Rollover of IRA and 403b funds to an Inherited IRA

I am helping a client do direct custodian-to-custodian transfers to an Inherited IRA, of her portion of her deceased father’s IRA and 403b accounts. The destination custodian in Charles Schwab. Schwab is telling me that IRS regulations do not allow co-mingling of these two types of funds. They are telling me me have to open separate I-IRA’s for each source/funds and cannot merge them at any point thereafter. Having multiple I-IRA’s will of course complicate the future distributions process and I would like to help the client avoid this if possible.

Further, Schwab’s position seems counterintuitive since we could get both the IRA and the 403b funds into one I-IRA if we first have the client/beneficiary rollover her IRA and 403b funds into I-IRA’s at the current account custodians, as a mere temporary measure prior to the subsequently transferring the two separate I-IRA accounts into one at Schwab.

When asked for explanation, Schwab merely refers me to IRS Publication 590 to understand why it can’t allow the co-mingling of the IRA and 403b funds. Can anyone provide guidance on Schwab’s rationale and direct me to relevant regulations? Thanks.
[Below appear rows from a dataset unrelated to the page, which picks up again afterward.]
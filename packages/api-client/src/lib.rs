//! Pure REST API client for the DacSan backend.
//!
//! A minimal client for the specialty-food shop API with no UI or storage
//! logic. Every endpoint returns the backend's uniform [`ApiResponse`]
//! envelope; transport failures (no connectivity, timeout) are translated
//! into the same envelope with `success = false` and a localized message,
//! so callers handle exactly one failure shape.
//!
//! # Example
//!
//! ```rust,ignore
//! use dacsan_api::{ApiClient, LoginRequest};
//!
//! let client = ApiClient::new("http://10.0.187.144:3001/api")?;
//!
//! let response = client
//!     .login(&LoginRequest {
//!         email_or_username: "anh@example.com".into(),
//!         password: "secret".into(),
//!     })
//!     .await;
//! if response.success {
//!     let data = response.data.unwrap();
//!     client.set_auth_token(data.tokens.map(|t| t.access_token));
//! }
//! ```

pub mod error;
pub mod types;

pub use error::{ApiError, Result};
pub use types::*;

use std::sync::RwLock;
use std::time::Duration;

use reqwest::multipart::{Form, Part};
use reqwest::{Client, Method, RequestBuilder};
use serde::de::DeserializeOwned;
use serde::Serialize;
use tracing::{debug, warn};

/// Uniform timeout applied to every request.
const REQUEST_TIMEOUT: Duration = Duration::from_secs(10);

/// DacSan backend API client.
///
/// Holds the Bearer token in an interior-mutable slot so that one shared
/// client instance follows the session: the session layer sets the token on
/// login/bootstrap and clears it on logout.
pub struct ApiClient {
    http: Client,
    base_url: String,
    auth_token: RwLock<Option<String>>,
}

impl ApiClient {
    /// Create a client against the given base URL (including the `/api`
    /// path prefix, e.g. `http://10.0.187.144:3001/api`).
    pub fn new(base_url: impl Into<String>) -> Result<Self> {
        let http = Client::builder()
            .timeout(REQUEST_TIMEOUT)
            .build()
            .map_err(|e| ApiError::Config(e.to_string()))?;
        Ok(Self {
            http,
            base_url: base_url.into(),
            auth_token: RwLock::new(None),
        })
    }

    /// Set or clear the Bearer token attached to subsequent requests.
    pub fn set_auth_token(&self, token: Option<String>) {
        match self.auth_token.write() {
            Ok(mut guard) => *guard = token,
            Err(poisoned) => *poisoned.into_inner() = token,
        }
    }

    /// Current Bearer token, if any.
    pub fn auth_token(&self) -> Option<String> {
        match self.auth_token.read() {
            Ok(guard) => guard.clone(),
            Err(poisoned) => poisoned.into_inner().clone(),
        }
    }

    pub fn base_url(&self) -> &str {
        &self.base_url
    }

    // ── Auth endpoints ──

    pub async fn login(&self, request: &LoginRequest) -> ApiResponse<LoginResponse> {
        self.post_json("/auth/login", request).await
    }

    pub async fn register(&self, request: &RegisterRequest) -> ApiResponse<RegisterResponse> {
        self.post_json("/auth/register", request).await
    }

    pub async fn send_registration_otp(
        &self,
        request: &SendRegistrationOtpRequest,
    ) -> ApiResponse<OtpSendResponse> {
        self.post_json("/auth/send-registration-otp", request).await
    }

    pub async fn verify_registration_otp(
        &self,
        request: &VerifyRegistrationOtpRequest,
    ) -> ApiResponse<VerifyRegistrationResponse> {
        self.post_json("/auth/verify-registration-otp", request)
            .await
    }

    pub async fn send_password_reset_otp(
        &self,
        request: &PasswordResetOtpRequest,
    ) -> ApiResponse<OtpSendResponse> {
        self.post_json("/auth/send-password-reset-otp", request)
            .await
    }

    pub async fn reset_password_with_otp(
        &self,
        request: &ResetPasswordWithOtpRequest,
    ) -> ApiResponse<()> {
        self.post_json("/auth/reset-password-otp", request).await
    }

    pub async fn logout(&self, request: &LogoutRequest) -> ApiResponse<()> {
        self.post_json("/auth/logout", request).await
    }

    pub async fn check_session(&self, request: &CheckSessionRequest) -> ApiResponse<()> {
        self.post_json("/auth/check-session", request).await
    }

    // ── Profile endpoints ──

    pub async fn get_profile(&self) -> ApiResponse<ProfileResponse> {
        let request = self.request(Method::GET, "/profile");
        Self::dispatch("/profile", request).await
    }

    pub async fn update_profile(
        &self,
        request: &ProfileUpdateRequest,
    ) -> ApiResponse<ProfileResponse> {
        let builder = self.request(Method::PATCH, "/profile").json(request);
        Self::dispatch("/profile", builder).await
    }

    /// Upload a new avatar as `multipart/form-data`.
    pub async fn upload_avatar(
        &self,
        file_name: &str,
        mime_type: &str,
        bytes: Vec<u8>,
    ) -> ApiResponse<AvatarUploadResponse> {
        let part = match Part::bytes(bytes)
            .file_name(file_name.to_string())
            .mime_str(mime_type)
        {
            Ok(part) => part,
            Err(e) => {
                warn!(mime_type, error = %e, "Invalid avatar MIME type");
                return ApiResponse::failure("Ảnh đại diện không hợp lệ");
            }
        };
        let form = Form::new().part("avatar", part);
        let builder = self.request(Method::POST, "/profile/avatar").multipart(form);
        Self::dispatch("/profile/avatar", builder).await
    }

    pub async fn send_password_change_otp(
        &self,
        request: &SendPasswordChangeOtpRequest,
    ) -> ApiResponse<OtpSendResponse> {
        self.post_json("/profile/password/send-otp", request).await
    }

    pub async fn verify_password_change(
        &self,
        request: &VerifyPasswordChangeOtpRequest,
    ) -> ApiResponse<()> {
        self.post_json("/profile/password/verify-otp", request)
            .await
    }

    pub async fn send_email_update_otp(
        &self,
        request: &SendEmailUpdateOtpRequest,
    ) -> ApiResponse<OtpSendResponse> {
        self.post_json("/profile/email/send-otp", request).await
    }

    pub async fn verify_email_update(
        &self,
        request: &VerifyEmailUpdateRequest,
    ) -> ApiResponse<ProfileResponse> {
        self.post_json("/profile/email/verify-otp", request).await
    }

    pub async fn send_phone_update_otp(
        &self,
        request: &SendPhoneUpdateOtpRequest,
    ) -> ApiResponse<OtpSendResponse> {
        self.post_json("/profile/phone/send-otp", request).await
    }

    pub async fn verify_phone_update(
        &self,
        request: &VerifyPhoneUpdateRequest,
    ) -> ApiResponse<ProfileResponse> {
        self.post_json("/profile/phone/verify-otp", request).await
    }

    // ── Request plumbing ──

    fn request(&self, method: Method, path: &str) -> RequestBuilder {
        let url = format!("{}{}", self.base_url, path);
        let mut builder = self.http.request(method, url);
        if let Some(token) = self.auth_token() {
            builder = builder.bearer_auth(token);
        }
        builder
    }

    async fn post_json<B, T>(&self, path: &str, body: &B) -> ApiResponse<T>
    where
        B: Serialize + ?Sized,
        T: DeserializeOwned,
    {
        let builder = self.request(Method::POST, path).json(body);
        Self::dispatch(path, builder).await
    }

    /// Send the request and normalize every outcome into an envelope.
    ///
    /// Non-2xx responses still carry the envelope in the body (including
    /// 429 with `retryAfter`), so the body is parsed regardless of status.
    /// Transport errors and unparseable bodies degrade to the generic
    /// network-failure envelope.
    async fn dispatch<T: DeserializeOwned>(
        path: &str,
        builder: RequestBuilder,
    ) -> ApiResponse<T> {
        match builder.send().await {
            Ok(response) => {
                let status = response.status();
                match response.json::<ApiResponse<T>>().await {
                    Ok(envelope) => {
                        if !envelope.success {
                            debug!(path, %status, message = %envelope.message, "Request rejected");
                        }
                        envelope
                    }
                    Err(e) => {
                        warn!(path, %status, error = %e, "Unparseable response body");
                        ApiResponse::network_failure()
                    }
                }
            }
            Err(e) => {
                warn!(path, error = %e, "Request failed");
                ApiResponse::network_failure()
            }
        }
    }
}
//! Session store persistence tests over an in-memory key-value store.

use std::sync::atomic::{AtomicUsize, Ordering};
use std::sync::{Arc, Mutex};

use async_trait::async_trait;
use chrono::Utc;

use dacsan_api::{User, UserRole};
use dacsan_auth::{
    keys, KeyValueStore, MemoryStore, SessionStore, StorageError, StorageResult, TokenSink,
};

fn make_user(id: i64, full_name: &str) -> User {
    User {
        id,
        username: format!("user{id}"),
        email: format!("user{id}@example.com"),
        full_name: full_name.to_string(),
        phone_number: Some("0912345678".to_string()),
        avatar_url: None,
        role: UserRole::User,
        is_active: true,
        created_at: Utc::now(),
        updated_at: Utc::now(),
    }
}

/// Records every token pushed at it.
#[derive(Default)]
struct RecordingSink {
    tokens: Mutex<Vec<Option<String>>>,
}

impl RecordingSink {
    fn last(&self) -> Option<Option<String>> {
        self.tokens.lock().unwrap().last().cloned()
    }

    fn pushes(&self) -> usize {
        self.tokens.lock().unwrap().len()
    }
}

impl TokenSink for RecordingSink {
    fn set_auth_token(&self, token: Option<String>) {
        self.tokens.lock().unwrap().push(token);
    }
}

/// Counts writes so tests can assert that an operation touched storage
/// exactly as promised.
#[derive(Default)]
struct CountingStore {
    inner: MemoryStore,
    sets: AtomicUsize,
    removes: AtomicUsize,
}

#[async_trait]
impl KeyValueStore for CountingStore {
    async fn get(&self, key: &str) -> StorageResult<Option<String>> {
        self.inner.get(key).await
    }

    async fn set(&self, key: &str, value: &str) -> StorageResult<()> {
        self.sets.fetch_add(1, Ordering::SeqCst);
        self.inner.set(key, value).await
    }

    async fn remove(&self, key: &str) -> StorageResult<()> {
        self.removes.fetch_add(1, Ordering::SeqCst);
        self.inner.remove(key).await
    }

    async fn clear(&self) -> StorageResult<()> {
        self.inner.clear().await
    }
}

/// Fails every write to one specific key.
struct FailingStore {
    inner: MemoryStore,
    fail_key: &'static str,
}

#[async_trait]
impl KeyValueStore for FailingStore {
    async fn get(&self, key: &str) -> StorageResult<Option<String>> {
        self.inner.get(key).await
    }

    async fn set(&self, key: &str, value: &str) -> StorageResult<()> {
        if key == self.fail_key {
            return Err(StorageError::Backend("disk full".into()));
        }
        self.inner.set(key, value).await
    }

    async fn remove(&self, key: &str) -> StorageResult<()> {
        self.inner.remove(key).await
    }

    async fn clear(&self) -> StorageResult<()> {
        self.inner.clear().await
    }
}

#[tokio::test]
async fn bootstrap_restores_a_full_session() {
    let store = Arc::new(MemoryStore::new());
    let user = make_user(1, "Ngọc Anh");
    store.set(keys::SESSION_ID, "S1").await.unwrap();
    store
        .set(keys::USER_DATA, &serde_json::to_string(&user).unwrap())
        .await
        .unwrap();
    store.set(keys::ACCESS_TOKEN, "abc").await.unwrap();
    store.set(keys::USER_TOKEN, "abc").await.unwrap();
    store.set(keys::REFRESH_TOKEN, "r1").await.unwrap();

    let sink = Arc::new(RecordingSink::default());
    let session = SessionStore::new(store, sink.clone());

    assert!(session.bootstrap().await.unwrap());
    assert!(session.is_logged_in());

    let restored = session.current_session().unwrap();
    assert_eq!(restored.session_id, "S1");
    assert_eq!(restored.access_token.as_deref(), Some("abc"));
    assert_eq!(restored.refresh_token.as_deref(), Some("r1"));
    assert_eq!(restored.user, user);
    assert_eq!(sink.last(), Some(Some("abc".to_string())));
}

#[tokio::test]
async fn bootstrap_rejects_a_token_without_user_data() {
    let store = Arc::new(MemoryStore::new());
    store.set(keys::ACCESS_TOKEN, "abc").await.unwrap();

    let sink = Arc::new(RecordingSink::default());
    let session = SessionStore::new(store.clone(), sink.clone());

    assert!(!session.bootstrap().await.unwrap());
    assert!(!session.is_logged_in());
    assert!(session.current_user().is_none());

    // The stale partial state is swept, not left behind.
    assert!(store.get(keys::ACCESS_TOKEN).await.unwrap().is_none());
    assert_eq!(sink.last(), Some(None));
}

#[tokio::test]
async fn bootstrap_rejects_unreadable_user_data() {
    let store = Arc::new(MemoryStore::new());
    store.set(keys::ACCESS_TOKEN, "abc").await.unwrap();
    store.set(keys::USER_DATA, "{not json").await.unwrap();

    let session = SessionStore::new(store.clone(), Arc::new(RecordingSink::default()));

    assert!(!session.bootstrap().await.unwrap());
    assert!(!session.is_logged_in());
    assert!(store.get(keys::USER_DATA).await.unwrap().is_none());
}

#[tokio::test]
async fn logout_is_idempotent() {
    let store = Arc::new(CountingStore::default());
    let sink = Arc::new(RecordingSink::default());
    let session = SessionStore::new(store.clone(), sink.clone());

    session
        .login(
            "S1".into(),
            make_user(1, "Ngọc Anh"),
            Some("abc".into()),
            Some("r1".into()),
        )
        .await
        .unwrap();
    assert_eq!(store.sets.load(Ordering::SeqCst), 5);
    assert!(session.is_logged_in());

    session.logout().await.unwrap();
    assert!(!session.is_logged_in());
    assert!(session.current_user().is_none());
    assert_eq!(sink.last(), Some(None));

    let removes_after_first = store.removes.load(Ordering::SeqCst);
    session.logout().await.unwrap();
    assert!(!session.is_logged_in());

    // The second logout re-clears the same keys and writes nothing new.
    assert_eq!(store.sets.load(Ordering::SeqCst), 5);
    assert_eq!(
        store.removes.load(Ordering::SeqCst),
        removes_after_first * 2
    );
    assert!(store.get(keys::ACCESS_TOKEN).await.unwrap().is_none());
    assert!(store.get(keys::USER_DATA).await.unwrap().is_none());
}

#[tokio::test]
async fn login_is_all_or_nothing() {
    let store = Arc::new(FailingStore {
        inner: MemoryStore::new(),
        fail_key: keys::REFRESH_TOKEN,
    });
    let sink = Arc::new(RecordingSink::default());
    let session = SessionStore::new(store, sink.clone());

    let result = session
        .login(
            "S1".into(),
            make_user(1, "Ngọc Anh"),
            Some("abc".into()),
            Some("r1".into()),
        )
        .await;

    assert!(result.is_err());
    assert!(!session.is_logged_in());
    assert!(session.current_user().is_none());
    // The token never reaches the HTTP client on a failed login.
    assert_eq!(sink.pushes(), 0);
}

#[tokio::test]
async fn update_user_replaces_the_cached_copy() {
    let store = Arc::new(MemoryStore::new());
    let session = SessionStore::new(store.clone(), Arc::new(RecordingSink::default()));

    session
        .login(
            "S1".into(),
            make_user(1, "Ngọc Anh"),
            Some("abc".into()),
            None,
        )
        .await
        .unwrap();

    let mut updated = make_user(1, "Ngọc Anh Trần");
    updated.avatar_url = Some("https://cdn.example.com/a.png".into());
    session.update_user(updated.clone()).await.unwrap();

    assert_eq!(session.current_user(), Some(updated.clone()));
    let persisted: User =
        serde_json::from_str(&store.get(keys::USER_DATA).await.unwrap().unwrap()).unwrap();
    assert_eq!(persisted, updated);

    // Tokens are untouched by a user update.
    let current = session.current_session().unwrap();
    assert_eq!(current.access_token.as_deref(), Some("abc"));
    assert_eq!(
        store.get(keys::ACCESS_TOKEN).await.unwrap().as_deref(),
        Some("abc")
    );
}

#[tokio::test]
async fn tokenless_login_is_not_restored_after_restart() {
    let store = Arc::new(MemoryStore::new());
    let session = SessionStore::new(store.clone(), Arc::new(RecordingSink::default()));

    session
        .login("S1".into(), make_user(1, "Ngọc Anh"), None, None)
        .await
        .unwrap();
    assert!(session.is_logged_in());

    // Simulated restart: a fresh store over the same persisted data.
    let restarted = SessionStore::new(store, Arc::new(RecordingSink::default()));
    assert!(!restarted.bootstrap().await.unwrap());
    assert!(!restarted.is_logged_in());
}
  • There is no IRS rule that prevents combining these transfers into a single inherited IRA, however Schwab may have a policy of avoiding this combination on the chance that the RMD divisors for the 403b and inherited IRAs are not the same. This could happen for any number of reasons such as possible different RBDs for those plans, different multiple beneficiary possibilities or delayed creation of separate inherited accounts for one and not the other. One of them might also have been previously inherited, or the inherited IRA might include basis and the 403b no basis.  Schwab would have to know the entire history of these accounts to determine if they would actually have the same RMD divisor. You won’t find this directly explained in Pub 590. If a merged inherited IRA comes from two sources with different divisors, the beneficiary will have to use the lowest divisor (highest RMD) on the entire account. Schwab may just be trying to avoid complications which is a valid concern, but the IRS does NOT indicate anywhere that the accounts could not be combined.
  • Note that if the inherited IRAs remain separate, the RMDs can still be aggregated if inherited from the same decedent. An RMD can be aggregated even when the divisor is different for technical reasons. That would allow beneficiary to satisfy the total RMD using just one of the inherited IRAs.


Thank you for the great response. I’m always impressed with your level of knowledge!